Five Features of a Successful Game According to Al Gore
June 20, 2011
Al Gore doesn’t know THAT much about video games but who cares? He’s Al Gore, and he believes enough in their potential to have given the keynote speech today at the 8th Annual Games for Change conference at NYU where he pronounced, “Games are the new normal.” Gore is a warm and generous speaker and he gave plenty of credit where it was due, in particular to Bing Gordon, a partner at investment firm Kleiner Perkins Caufield & Byers, as he laid out the 5 features of a successful game:
1. First impressions matter. You’ve got about 5 seconds to make a gamer feel smart, and to leave her with a good or better impression than she expected.
2. Gamers better be able to win, and win fast, if you want him coming back for more.
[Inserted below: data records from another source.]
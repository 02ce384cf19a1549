//! Shared fixtures for the test suites.

use crate::channel::{Channel, ChannelId, ChannelSetup, PaymentHash, PaymentPreimage};
use crate::circuit::{CircuitEntry, CircuitKey};
use crate::persist::{ChannelEntry, Error, Persist};
use crate::prelude::*;
use crate::sign::{CommitmentSigner, MockSigner};
use crate::switch::{BestBlockSource, ForwardHop, HopInfo, OnionDecoder};
use crate::wire::PubKey;

/// A channel id from a small seed
pub fn test_channel_id(seed: u8) -> ChannelId {
    ChannelId::new([seed; 32])
}

/// A payment hash from a small seed
pub fn test_payment_hash(seed: u8) -> PaymentHash {
    PaymentHash([seed; 32])
}

/// A preimage from a small seed; pair with [`PaymentPreimage::payment_hash`]
pub fn test_preimage(seed: u8) -> PaymentPreimage {
    PaymentPreimage([seed; 32])
}

/// A setup with dummy counterparty points, for tests that never verify
/// a revocation
pub fn test_setup(channel_value_msat: u64, is_outbound: bool) -> ChannelSetup {
    ChannelSetup {
        is_outbound,
        channel_value_msat,
        push_value_msat: 0,
        dust_limit_msat: 354_000,
        max_accepted_htlcs: 483,
        max_fee_exposure_msat: 500_000_000,
        quiescence_supported: true,
        counterparty_commitment_point: PubKey([2; 33]),
        counterparty_next_commitment_point: PubKey([3; 33]),
    }
}

/// Two channels for the same funding, wired crosswise so each side can
/// validate the other's signatures and revocations
pub fn channel_pair(
    channel_id: ChannelId,
    channel_value_msat: u64,
    push_value_msat: u64,
) -> (Channel, Channel) {
    channel_pair_custom(channel_id, channel_value_msat, push_value_msat, |_, _| {})
}

/// [`channel_pair`] with a hook to adjust the setups before the channels
/// are built; the commitment points are filled in afterwards
pub fn channel_pair_custom(
    channel_id: ChannelId,
    channel_value_msat: u64,
    push_value_msat: u64,
    adjust: impl Fn(&mut ChannelSetup, &mut ChannelSetup),
) -> (Channel, Channel) {
    let signer_a = Arc::new(MockSigner::new([0xaa; 32], [0xbb; 32]));
    let signer_b = Arc::new(MockSigner::new([0xbb; 32], [0xaa; 32]));
    let mut setup_a = ChannelSetup {
        is_outbound: true,
        channel_value_msat,
        push_value_msat,
        dust_limit_msat: 354_000,
        max_accepted_htlcs: 483,
        max_fee_exposure_msat: 500_000_000,
        quiescence_supported: true,
        counterparty_commitment_point: PubKey([2; 33]),
        counterparty_next_commitment_point: PubKey([3; 33]),
    };
    let mut setup_b = ChannelSetup { is_outbound: false, ..setup_a.clone() };
    adjust(&mut setup_a, &mut setup_b);
    setup_a.counterparty_commitment_point =
        signer_b.per_commitment_point(&channel_id, 0).unwrap();
    setup_a.counterparty_next_commitment_point =
        signer_b.per_commitment_point(&channel_id, 1).unwrap();
    setup_b.counterparty_commitment_point =
        signer_a.per_commitment_point(&channel_id, 0).unwrap();
    setup_b.counterparty_next_commitment_point =
        signer_a.per_commitment_point(&channel_id, 1).unwrap();
    let chan_a = Channel::new(channel_id, setup_a, signer_a as Arc<dyn CommitmentSigner>);
    let chan_b = Channel::new(channel_id, setup_b, signer_b as Arc<dyn CommitmentSigner>);
    (chan_a, chan_b)
}

#[derive(Default)]
struct MemoryPersisterInner {
    channels: OrderedMap<ChannelId, ChannelEntry>,
    circuits: OrderedMap<CircuitKey, CircuitEntry>,
}

/// In-memory [`Persist`] with create/update semantics, survives across
/// simulated restarts when held behind an `Arc`
pub struct MemoryPersister {
    inner: Mutex<MemoryPersisterInner>,
}

impl MemoryPersister {
    /// Create an empty store
    pub fn new() -> Self {
        MemoryPersister { inner: Mutex::new(MemoryPersisterInner::default()) }
    }

    fn lock(&self) -> MutexGuard<'_, MemoryPersisterInner> {
        self.inner.lock().expect("memory persister poisoned")
    }
}

impl Default for MemoryPersister {
    fn default() -> Self {
        Self::new()
    }
}

impl SendSync for MemoryPersister {}

impl Persist for MemoryPersister {
    fn new_channel(&self, id: &ChannelId, entry: &ChannelEntry) -> Result<(), Error> {
        let mut inner = self.lock();
        if inner.channels.contains_key(id) {
            return Err(Error::AlreadyExists(format!("channel {}", id)));
        }
        inner.channels.insert(*id, entry.clone());
        Ok(())
    }

    fn update_channel(&self, id: &ChannelId, entry: &ChannelEntry) -> Result<(), Error> {
        self.lock().channels.insert(*id, entry.clone());
        Ok(())
    }

    fn get_channels(&self) -> Result<Vec<(ChannelId, ChannelEntry)>, Error> {
        Ok(self.lock().channels.iter().map(|(id, e)| (*id, e.clone())).collect())
    }

    fn open_circuit(&self, key: &CircuitKey, entry: &CircuitEntry) -> Result<(), Error> {
        let mut inner = self.lock();
        if inner.circuits.contains_key(key) {
            return Err(Error::AlreadyExists(format!("circuit {}", key)));
        }
        inner.circuits.insert(*key, entry.clone());
        Ok(())
    }

    fn update_circuit(&self, key: &CircuitKey, entry: &CircuitEntry) -> Result<(), Error> {
        let mut inner = self.lock();
        if !inner.circuits.contains_key(key) {
            return Err(Error::NotFound(format!("circuit {}", key)));
        }
        inner.circuits.insert(*key, entry.clone());
        Ok(())
    }

    fn remove_circuit(&self, key: &CircuitKey) -> Result<(), Error> {
        self.lock()
            .circuits
            .remove(key)
            .map(|_| ())
            .ok_or_else(|| Error::NotFound(format!("circuit {}", key)))
    }

    fn get_circuits(&self) -> Result<Vec<(CircuitKey, CircuitEntry)>, Error> {
        Ok(self.lock().circuits.iter().map(|(k, e)| (*k, e.clone())).collect())
    }
}

/// A [`BestBlockSource`] pinned to a fixed height
pub struct FixedHeight(pub u32);

impl SendSync for FixedHeight {}

impl BestBlockSource for FixedHeight {
    fn best_height(&self) -> u32 {
        self.0
    }
}

/// Build a test onion instructing a forward hop
pub fn test_onion_forward(next_channel: ChannelId, amount_msat: u64, cltv_expiry: u32) -> Vec<u8> {
    let mut onion = vec![1u8];
    onion.extend_from_slice(&next_channel.0);
    onion.extend_from_slice(&amount_msat.to_be_bytes());
    onion.extend_from_slice(&cltv_expiry.to_be_bytes());
    onion
}

/// Build a test onion marking this node as the exit hop
pub fn test_onion_exit() -> Vec<u8> {
    vec![0u8]
}

/// Decodes the fixture format of [`test_onion_forward`] /
/// [`test_onion_exit`]
pub struct TestOnionDecoder;

impl SendSync for TestOnionDecoder {}

impl OnionDecoder for TestOnionDecoder {
    fn decode(
        &self,
        _payment_hash: &PaymentHash,
        onion: &[u8],
    ) -> Result<HopInfo, crate::failure::FailureCode> {
        let shared_secret = [0x5a; 32];
        match onion.first() {
            Some(0) => Ok(HopInfo { forward: None, shared_secret }),
            Some(1) if onion.len() >= 45 => {
                let mut channel = [0u8; 32];
                channel.copy_from_slice(&onion[1..33]);
                let mut amount = [0u8; 8];
                amount.copy_from_slice(&onion[33..41]);
                let mut cltv = [0u8; 4];
                cltv.copy_from_slice(&onion[41..45]);
                Ok(HopInfo {
                    forward: Some(ForwardHop {
                        next_channel_id: ChannelId::new(channel),
                        amount_msat: u64::from_be_bytes(amount),
                        cltv_expiry: u32::from_be_bytes(cltv),
                        onion: test_onion_exit(),
                    }),
                    shared_secret,
                })
            }
            _ => Err(crate::failure::FailureCode::InvalidOnionPayload),
        }
    }
}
3. Your landing page is crucial. Make sure your graphics are first rate and your interface is intuitive.
4. Badges, points, and avatars matter — but not to the exclusion of that all important “fist-pumping moment” a gamer will show you when have a winner on your hands.
5. By a 3-1 ratio, games based on cooperation beat out games based on competition — which is “encouraging news,” Gore said, about gaming and social connectivity.
“We know play is important,” Gore said, “and we know we like to make social connections.” When you add those two things together you get an explosion — “and that’s a positive trend.”
Gore cited Zynga as an example of a public/private game partnership via Farmville‘s seed purchasing program, and gave nods to environmental games Trash Tycoon and Oceanopolis.
Perhaps his most authentic moment came when he talked about “gaming” An Inconvenient Truth (on an IOS platform–“my preference,” he noted, mentioning his status as advisory boards member for Apple.) Maybe Al Gore knows more than he lets on.